• _EXERCISE INSTRUCTIONS_: Say how many lines in the material below include "state". The answer is the number alone.

• _RECORDED DATA_:
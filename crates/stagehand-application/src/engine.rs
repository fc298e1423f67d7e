//! The navigation engine.
//!
//! The state machine proper: states are screen identifiers scoped by stage,
//! transitions are button activations or bot commands bound to a target
//! screen. All durable state lives in the persisted session; no in-memory
//! handler object survives across requests.

use crate::delivery::OutboundDelivery;
use crate::locks::UserLocks;
use crate::roles::RoleResolver;
use stagehand_core::action::{Action, ActionKind, MessageRef, UserId};
use stagehand_core::config::{DenialPolicy, EngineConfig};
use stagehand_core::error::{Result, StagehandError};
use stagehand_core::permission::{Decision, GlobalSwitches, PermissionEvaluator};
use stagehand_core::registry::ScreenRegistry;
use stagehand_core::render::{Message, RenderConfig, Renderer};
use stagehand_core::role::RoleSet;
use stagehand_core::screen::{Screen, ScreenId};
use stagehand_core::session::{Session, SessionRepository};
use std::sync::{Arc, RwLock};
use tracing::{Instrument, debug, error, info, info_span, warn};
use uuid::Uuid;

/// What one handled action produced.
#[derive(Debug, Clone)]
pub struct NavigationOutcome {
    /// The rendered message, after permission filtering.
    pub message: Message,
    /// The screen the user ends up on.
    pub screen: ScreenId,
    /// `Allow` for a completed transition, `Deny` with the reason otherwise.
    /// A denial is a no-op transition, observable but not an error.
    pub decision: Decision,
    /// Reference to the delivered message.
    pub delivered: MessageRef,
}

/// The navigation state machine over a validated screen registry.
///
/// Requests for different users run concurrently; the load→mutate→save cycle
/// for a single user is serialized through a per-user lock held for the
/// whole critical section.
pub struct NavigationEngine {
    registry: Arc<ScreenRegistry>,
    permissions: Arc<PermissionEvaluator>,
    renderer: Renderer,
    sessions: Arc<dyn SessionRepository>,
    roles: Arc<dyn RoleResolver>,
    delivery: Arc<dyn OutboundDelivery>,
    locks: UserLocks,
    switches: RwLock<GlobalSwitches>,
    config: EngineConfig,
}

impl NavigationEngine {
    /// Builds the engine over startup-validated collaborators.
    ///
    /// # Errors
    ///
    /// Returns a configuration error if the configured default stage has no
    /// entry screen in the registry.
    pub fn new(
        registry: Arc<ScreenRegistry>,
        permissions: Arc<PermissionEvaluator>,
        sessions: Arc<dyn SessionRepository>,
        roles: Arc<dyn RoleResolver>,
        delivery: Arc<dyn OutboundDelivery>,
        config: EngineConfig,
    ) -> Result<Self> {
        if registry.entry(&config.default_stage).is_none() {
            return Err(StagehandError::config(format!(
                "default stage '{}' has no entry screen",
                config.default_stage
            )));
        }
        Ok(Self {
            renderer: Renderer::new(permissions.clone()),
            registry,
            permissions,
            sessions,
            roles,
            delivery,
            locks: UserLocks::new(),
            switches: RwLock::new(config.switches),
            config,
        })
    }

    /// Flips maintenance mode for subsequent requests.
    pub fn set_maintenance(&self, enabled: bool) {
        self.switches
            .write()
            .unwrap_or_else(|e| e.into_inner())
            .maintenance = enabled;
        info!(enabled, "maintenance mode toggled");
    }

    /// Flips the paywall switch for subsequent requests.
    pub fn set_paywall(&self, enabled: bool) {
        self.switches
            .write()
            .unwrap_or_else(|e| e.into_inner())
            .paywall = enabled;
        info!(enabled, "paywall toggled");
    }

    fn switches_snapshot(&self) -> GlobalSwitches {
        *self.switches.read().unwrap_or_else(|e| e.into_inner())
    }

    /// Handles one inbound user action end to end: load session, evaluate
    /// the requested transition, render, persist, deliver.
    pub async fn handle(&self, action: Action) -> Result<NavigationOutcome> {
        let request_id = Uuid::new_v4();
        let span = info_span!(
            "action",
            %request_id,
            user = %action.user_id,
            kind = %action.kind,
        );
        let result = self.handle_inner(&action).instrument(span.clone()).await;
        if let Err(err) = &result {
            span.in_scope(|| error!(error = %err, "request failed"));
        }
        result
    }

    /// Programmatic transition outside direct user action, e.g. a scheduled
    /// notification moving a user to a new screen.
    ///
    /// # Errors
    ///
    /// Returns `NotFound` when the target screen is not registered; an
    /// unknown target here is a caller bug, not a user action to excuse.
    pub async fn navigate(&self, user_id: UserId, target: ScreenId) -> Result<NavigationOutcome> {
        if !self.registry.contains(&target) {
            return Err(StagehandError::not_found("screen", target.to_string()));
        }
        let roles = self.roles.resolve_roles(user_id).await?;
        let _guard = self.locks.acquire(user_id).await;
        let mut session = self.load_or_seed(user_id).await?;

        let (message, screen, decision) = self.apply_transition(
            &mut session,
            &target,
            &roles,
            &RenderConfig::new_message(),
        )?;
        self.sessions
            .save(&session, self.config.session_ttl())
            .await?;
        let delivered = self.deliver(user_id, &message).await?;
        Ok(NavigationOutcome {
            message,
            screen,
            decision,
            delivered,
        })
    }

    /// Drops the user's persisted session; their next action starts fresh at
    /// the entry screen.
    pub async fn reset(&self, user_id: UserId) -> Result<()> {
        let _guard = self.locks.acquire(user_id).await;
        self.sessions.delete(user_id).await
    }

    async fn handle_inner(&self, action: &Action) -> Result<NavigationOutcome> {
        let roles = self.roles.resolve_roles(action.user_id).await?;

        // The whole load→mutate→save cycle runs under the user lock so a
        // rapid double-tap cannot interleave a stale save.
        let _guard = self.locks.acquire(action.user_id).await;
        let mut session = self.load_or_seed(action.user_id).await?;

        let render_config = match (action.kind, action.message_ref) {
            (ActionKind::Button, Some(message_ref)) => RenderConfig::edit(message_ref),
            _ => RenderConfig::new_message(),
        };

        let (message, screen, decision) = match self.resolve_target(action) {
            Some(target) => {
                self.apply_transition(&mut session, &target, &roles, &render_config)?
            }
            None => {
                debug!(payload = %action.payload, "unknown transition");
                let current = self.current_screen(&session)?;
                let message = self.renderer.render_notice(
                    self.config.unknown_transition_notice.clone(),
                    current,
                    &session,
                    &roles,
                    &self.switches_snapshot(),
                    &render_config,
                );
                let screen = session.current_screen.clone();
                (message, screen, Decision::deny("unknown transition"))
            }
        };

        self.sessions
            .save(&session, self.config.session_ttl())
            .await?;
        let delivered = self.deliver(action.user_id, &message).await?;
        Ok(NavigationOutcome {
            message,
            screen,
            decision,
            delivered,
        })
    }

    /// Loads the user's session, seeding a fresh one at the default stage's
    /// entry screen for new users and store-expired sessions.
    async fn load_or_seed(&self, user_id: UserId) -> Result<Session> {
        if let Some(session) = self.sessions.find(user_id).await? {
            return Ok(session);
        }
        let stage = self.config.default_stage.clone();
        // Checked in `new`.
        let entry = self
            .registry
            .entry(&stage)
            .ok_or_else(|| StagehandError::Internal(format!("stage '{stage}' lost its entry")))?;
        debug!(%user_id, "seeding fresh session");
        Ok(Session::new(user_id, stage, entry.clone()))
    }

    /// Maps an inbound action to the screen it requests, if any.
    fn resolve_target(&self, action: &Action) -> Option<ScreenId> {
        match action.kind {
            ActionKind::Command => self.registry.resolve_command(&action.payload).cloned(),
            ActionKind::Button => {
                let target = ScreenId::new(action.payload.clone());
                self.registry.contains(&target).then_some(target)
            }
            ActionKind::Text => None,
        }
    }

    /// Evaluates the transition to `target` and renders the resulting view.
    /// On denial the session is left untouched and the current screen is
    /// re-rendered per the configured denial policy.
    fn apply_transition(
        &self,
        session: &mut Session,
        target: &ScreenId,
        roles: &RoleSet,
        render_config: &RenderConfig,
    ) -> Result<(Message, ScreenId, Decision)> {
        let switches = self.switches_snapshot();
        let target_screen = self
            .registry
            .get(target)
            .ok_or_else(|| StagehandError::Internal(format!("screen '{target}' vanished")))?;
        let target_stage = self
            .registry
            .stage_of(target)
            .ok_or_else(|| StagehandError::Internal(format!("screen '{target}' has no stage")))?;

        match self
            .permissions
            .check(roles, &switches, target_screen.entry_permission())
        {
            Decision::Allow => {
                session.current_screen = target.clone();
                session.stage = target_stage.to_string();
                target_screen.enter(session);
                session.touch();
                let message =
                    self.renderer
                        .render(target_screen, session, roles, &switches, render_config);
                Ok((message, target.clone(), Decision::Allow))
            }
            Decision::Deny { reason } => {
                debug!(%target, %reason, "transition denied");
                let current = self.current_screen(session)?;
                let message = match self.config.denial_policy {
                    DenialPolicy::Notice => self.renderer.render_notice(
                        reason.clone(),
                        current,
                        session,
                        roles,
                        &switches,
                        render_config,
                    ),
                    DenialPolicy::Redisplay => {
                        self.renderer
                            .render(current, session, roles, &switches, render_config)
                    }
                };
                let screen = session.current_screen.clone();
                Ok((message, screen, Decision::Deny { reason }))
            }
        }
    }

    fn current_screen(&self, session: &Session) -> Result<&Screen> {
        self.registry.get(&session.current_screen).ok_or_else(|| {
            StagehandError::Internal(format!(
                "session points at unregistered screen '{}'",
                session.current_screen
            ))
        })
    }

    /// Delivers the rendered message, falling back from a failed edit to one
    /// send-as-new before surfacing the failure.
    async fn deliver(&self, user_id: UserId, message: &Message) -> Result<MessageRef> {
        use stagehand_core::render::ReplyMode;

        match message.reply {
            ReplyMode::SendNew => self.delivery.send(user_id, message).await,
            ReplyMode::Edit(message_ref) => {
                match self.delivery.edit(message_ref, message).await {
                    Ok(delivered) => Ok(delivered),
                    Err(StagehandError::Delivery(cause)) => {
                        warn!(%cause, "edit failed, sending as new message");
                        let mut fallback = message.clone();
                        fallback.reply = ReplyMode::SendNew;
                        self.delivery.send(user_id, &fallback).await
                    }
                    Err(err) => Err(err),
                }
            }
        }
    }
}
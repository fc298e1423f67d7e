//! Stagehand application: the navigation engine and its collaborator
//! contracts.

pub mod delivery;
pub mod engine;
pub mod locks;
pub mod roles;

pub use delivery::OutboundDelivery;
pub use engine::{NavigationEngine, NavigationOutcome};
pub use locks::UserLocks;
pub use roles::{RoleResolver, StaticRoleResolver};
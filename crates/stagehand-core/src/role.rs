//! User roles.
//!
//! Roles are resolved by an external collaborator per request; this crate
//! only consumes the resolved set.

use serde::{Deserialize, Serialize};
use std::collections::HashSet;
use strum_macros::{Display, EnumString};

/// A role attached to a user by the role resolver.
#[derive(Debug, Clone, Copy, PartialEq, Eq, Hash, Serialize, Deserialize, Display, EnumString)]
#[strum(serialize_all = "snake_case")]
#[serde(rename_all = "snake_case")]
pub enum Role {
    Admin,
    Moderator,
    BetaTester,
    Regular,
}

/// The resolved role set for one request.
pub type RoleSet = HashSet<Role>;

/// Convenience constructor for a role set.
pub fn role_set(roles: &[Role]) -> RoleSet {
    roles.iter().copied().collect()
}

#[cfg(test)]
mod tests {
    use super::*;
    use std::str::FromStr;

    #[test]
    fn role_parses_from_snake_case() {
        assert_eq!(Role::from_str("beta_tester").unwrap(), Role::BetaTester);
        assert_eq!(Role::Admin.to_string(), "admin");
    }

    #[test]
    fn role_set_deduplicates() {
        let roles = role_set(&[Role::Admin, Role::Admin, Role::Regular]);
        assert_eq!(roles.len(), 2);
    }
}
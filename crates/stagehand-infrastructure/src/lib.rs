//! Stagehand infrastructure: storage adapters.
//!
//! Provides the narrow key-value store contract, an in-memory backend with
//! store-enforced expiry, and the key-value-backed session repository.

pub mod kv;
pub mod kv_session_repository;
pub mod memory_store;

pub use kv::KeyValueStore;
pub use kv_session_repository::KvSessionRepository;
pub use memory_store::InMemoryKeyValueStore;
//! Per-user lock table.
//!
//! Serializes the load→mutate→save cycle for a single user while leaving
//! different users fully concurrent. The table is bounded: an entry is
//! reclaimed as soon as the last guard for that user drops.

use stagehand_core::action::UserId;
use std::collections::HashMap;
use std::sync::{Arc, Mutex};
use tokio::sync::{Mutex as AsyncMutex, OwnedMutexGuard};

type LockMap = Arc<Mutex<HashMap<UserId, Arc<AsyncMutex<()>>>>>;

/// A table of user-scoped exclusive locks.
#[derive(Debug, Default, Clone)]
pub struct UserLocks {
    inner: LockMap,
}

impl UserLocks {
    pub fn new() -> Self {
        Self::default()
    }

    /// Acquires the exclusive lock for a user, waiting behind any in-flight
    /// request from the same user.
    pub async fn acquire(&self, user_id: UserId) -> UserLockGuard {
        let lock = {
            let mut map = self.inner.lock().unwrap_or_else(|e| e.into_inner());
            map.entry(user_id)
                .or_insert_with(|| Arc::new(AsyncMutex::new(())))
                .clone()
        };
        let guard = lock.lock_owned().await;
        UserLockGuard {
            user_id,
            map: self.inner.clone(),
            guard: Some(guard),
        }
    }

    /// Number of users currently tracked. Test and diagnostics helper.
    pub fn len(&self) -> usize {
        self.inner.lock().unwrap_or_else(|e| e.into_inner()).len()
    }

    pub fn is_empty(&self) -> bool {
        self.len() == 0
    }
}

/// Held for the duration of one user's request-handling critical section.
pub struct UserLockGuard {
    user_id: UserId,
    map: LockMap,
    guard: Option<OwnedMutexGuard<()>>,
}

impl Drop for UserLockGuard {
    fn drop(&mut self) {
        // Release the lock first so a waiter never observes the entry gone
        // while still queued on it.
        drop(self.guard.take());
        let mut map = self.map.lock().unwrap_or_else(|e| e.into_inner());
        if let Some(lock) = map.get(&self.user_id) {
            if Arc::strong_count(lock) == 1 {
                map.remove(&self.user_id);
            }
        }
    }
}

#[cfg(test)]
mod tests {
    use super::*;
    use std::time::Duration;

    #[tokio::test]
    async fn same_user_requests_are_serialized() {
        let locks = UserLocks::new();
        let counter = Arc::new(Mutex::new(0_i32));

        let mut handles = Vec::new();
        for _ in 0..8 {
            let locks = locks.clone();
            let counter = counter.clone();
            handles.push(tokio::spawn(async move {
                let _guard = locks.acquire(UserId(1)).await;
                // Non-atomic read-modify-write; only safe under the lock.
                let read = *counter.lock().unwrap();
                tokio::time::sleep(Duration::from_millis(1)).await;
                *counter.lock().unwrap() = read + 1;
            }));
        }
        for handle in handles {
            handle.await.unwrap();
        }
        assert_eq!(*counter.lock().unwrap(), 8);
    }

    #[tokio::test]
    async fn different_users_do_not_block_each_other() {
        let locks = UserLocks::new();
        let _one = locks.acquire(UserId(1)).await;
        // Completes immediately despite user 1 holding its lock.
        let _two = locks.acquire(UserId(2)).await;
        assert_eq!(locks.len(), 2);
    }

    #[tokio::test]
    async fn idle_entries_are_reclaimed() {
        let locks = UserLocks::new();
        {
            let _guard = locks.acquire(UserId(1)).await;
            assert_eq!(locks.len(), 1);
        }
        assert!(locks.is_empty());
    }
}
//! Key-value store trait.
//!
//! The narrow contract the session adapter needs from an external store:
//! GET/SET/DEL over byte-string values, with store-enforced expiry via the
//! TTL passed to `set`.

use async_trait::async_trait;
use stagehand_core::error::Result;
use std::time::Duration;

/// An abstract key-value store with expiry.
///
/// Implementations must be safe for concurrent use; per-key write ordering
/// is sequenced by the caller, not the store.
#[async_trait]
pub trait KeyValueStore: Send + Sync {
    /// Fetches the value stored under a key.
    ///
    /// # Returns
    ///
    /// - `Ok(Some(bytes))`: value present and not expired
    /// - `Ok(None)`: key missing or expired
    /// - `Err(_)`: store access failed
    async fn get(&self, key: &str) -> Result<Option<Vec<u8>>>;

    /// Stores a value under a key, atomically replacing any previous value.
    /// A `ttl` of `None` stores without expiry.
    async fn set(&self, key: &str, value: Vec<u8>, ttl: Option<Duration>) -> Result<()>;

    /// Removes a key. Removing a missing key is not an error.
    async fn delete(&self, key: &str) -> Result<()>;
}
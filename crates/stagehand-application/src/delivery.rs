//! Outbound delivery collaborator.

use async_trait::async_trait;
use stagehand_core::action::{MessageRef, UserId};
use stagehand_core::error::Result;
use stagehand_core::render::Message;

/// Delivers rendered messages to the chat platform.
///
/// Failures are reported as `StagehandError::Delivery` and are recoverable:
/// the engine falls back from a failed edit to one send-as-new before
/// surfacing the failure.
#[async_trait]
pub trait OutboundDelivery: Send + Sync {
    /// Sends a new message to the user, returning a reference to it.
    async fn send(&self, user_id: UserId, message: &Message) -> Result<MessageRef>;

    /// Edits an existing message in place.
    ///
    /// Fails with `StagehandError::Delivery` when the message no longer
    /// exists on the platform (e.g. deleted by the user).
    async fn edit(&self, message_ref: MessageRef, message: &Message) -> Result<MessageRef>;
}
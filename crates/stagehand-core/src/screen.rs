//! Screen definitions.
//!
//! A screen is an immutable view definition: a stable identifier, a content
//! producer, a keyboard producer and optional permission gates. Screens are
//! registered once at startup and shared read-only afterwards.

use crate::permission::Rule;
use crate::session::Session;
use serde::{Deserialize, Serialize};
use std::fmt;
use std::sync::Arc;

/// A stable screen identifier.
#[derive(Debug, Clone, PartialEq, Eq, Hash, Serialize, Deserialize)]
#[serde(transparent)]
pub struct ScreenId(pub String);

impl ScreenId {
    pub fn new(id: impl Into<String>) -> Self {
        Self(id.into())
    }

    pub fn as_str(&self) -> &str {
        &self.0
    }
}

impl fmt::Display for ScreenId {
    fn fmt(&self, f: &mut fmt::Formatter<'_>) -> fmt::Result {
        self.0.fmt(f)
    }
}

impl From<&str> for ScreenId {
    fn from(id: &str) -> Self {
        Self(id.to_string())
    }
}

impl From<String> for ScreenId {
    fn from(id: String) -> Self {
        Self(id)
    }
}

/// Where a button leads.
#[derive(Debug, Clone, PartialEq, Eq)]
pub enum ButtonTarget {
    /// A transition to another registered screen.
    Transition(ScreenId),
    /// An external URL opened by the platform client.
    Url(String),
}

/// One inline keyboard button.
#[derive(Debug, Clone)]
pub struct Button {
    pub label: String,
    pub target: ButtonTarget,
    /// When present, the button is omitted from the rendered keyboard for
    /// users the rule denies.
    pub required: Option<Rule>,
}

impl Button {
    /// A button that moves the user to another screen.
    pub fn goto(label: impl Into<String>, target: impl Into<ScreenId>) -> Self {
        Self {
            label: label.into(),
            target: ButtonTarget::Transition(target.into()),
            required: None,
        }
    }

    /// A button that opens an external URL.
    pub fn url(label: impl Into<String>, url: impl Into<String>) -> Self {
        Self {
            label: label.into(),
            target: ButtonTarget::Url(url.into()),
            required: None,
        }
    }

    /// Gates the button behind a permission rule.
    pub fn require(mut self, rule: Rule) -> Self {
        self.required = Some(rule);
        self
    }
}

/// Ordered rows of buttons.
pub type Keyboard = Vec<Vec<Button>>;

/// Produces a screen's text content from the current session.
pub type ContentFn = Arc<dyn Fn(&Session) -> String + Send + Sync>;

/// Produces a screen's declared keyboard from the current session.
pub type KeyboardFn = Arc<dyn Fn(&Session) -> Keyboard + Send + Sync>;

/// Runs when the user enters the screen; may contribute payload state.
pub type EntryHook = Arc<dyn Fn(&mut Session) + Send + Sync>;

/// An immutable screen definition.
pub struct Screen {
    id: ScreenId,
    entry_permission: Option<Rule>,
    hide_keyboard: bool,
    content: ContentFn,
    keyboard: KeyboardFn,
    on_enter: Option<EntryHook>,
}

impl Screen {
    pub fn builder(id: impl Into<ScreenId>) -> ScreenBuilder {
        ScreenBuilder::new(id)
    }

    pub fn id(&self) -> &ScreenId {
        &self.id
    }

    /// The rule gating entry to this screen, if any.
    pub fn entry_permission(&self) -> Option<&Rule> {
        self.entry_permission.as_ref()
    }

    pub fn hide_keyboard(&self) -> bool {
        self.hide_keyboard
    }

    /// Produces the text content for the given session.
    pub fn content(&self, session: &Session) -> String {
        (self.content)(session)
    }

    /// Produces the declared keyboard for the given session.
    pub fn keyboard(&self, session: &Session) -> Keyboard {
        (self.keyboard)(session)
    }

    /// Runs the entry hook, letting the screen contribute session payload.
    pub fn enter(&self, session: &mut Session) {
        if let Some(hook) = &self.on_enter {
            hook(session);
        }
    }
}

impl fmt::Debug for Screen {
    fn fmt(&self, f: &mut fmt::Formatter<'_>) -> fmt::Result {
        f.debug_struct("Screen")
            .field("id", &self.id)
            .field("entry_permission", &self.entry_permission)
            .field("hide_keyboard", &self.hide_keyboard)
            .finish_non_exhaustive()
    }
}

/// Builder for [`Screen`].
pub struct ScreenBuilder {
    id: ScreenId,
    entry_permission: Option<Rule>,
    hide_keyboard: bool,
    content: ContentFn,
    keyboard: KeyboardFn,
    on_enter: Option<EntryHook>,
}

impl ScreenBuilder {
    pub fn new(id: impl Into<ScreenId>) -> Self {
        Self {
            id: id.into(),
            entry_permission: None,
            hide_keyboard: false,
            content: Arc::new(|_| String::new()),
            keyboard: Arc::new(|_| Vec::new()),
            on_enter: None,
        }
    }

    /// Static text content.
    pub fn text(self, text: impl Into<String>) -> Self {
        let text = text.into();
        self.content(move |_| text.clone())
    }

    /// Dynamic text content derived from the session.
    pub fn content(mut self, f: impl Fn(&Session) -> String + Send + Sync + 'static) -> Self {
        self.content = Arc::new(f);
        self
    }

    /// Static keyboard layout.
    pub fn buttons(self, keyboard: Keyboard) -> Self {
        self.keyboard(move |_| keyboard.clone())
    }

    /// Dynamic keyboard derived from the session.
    pub fn keyboard(mut self, f: impl Fn(&Session) -> Keyboard + Send + Sync + 'static) -> Self {
        self.keyboard = Arc::new(f);
        self
    }

    /// Requires the rule to pass before the screen can be entered.
    pub fn entry_permission(mut self, rule: Rule) -> Self {
        self.entry_permission = Some(rule);
        self
    }

    /// Renders the screen without any keyboard, whatever it declares.
    pub fn hide_keyboard(mut self) -> Self {
        self.hide_keyboard = true;
        self
    }

    /// Hook run whenever the user enters the screen.
    pub fn on_enter(mut self, f: impl Fn(&mut Session) + Send + Sync + 'static) -> Self {
        self.on_enter = Some(Arc::new(f));
        self
    }

    pub fn build(self) -> Screen {
        Screen {
            id: self.id,
            entry_permission: self.entry_permission,
            hide_keyboard: self.hide_keyboard,
            content: self.content,
            keyboard: self.keyboard,
            on_enter: self.on_enter,
        }
    }
}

• _RESPONSE TO THIS TASK_: 4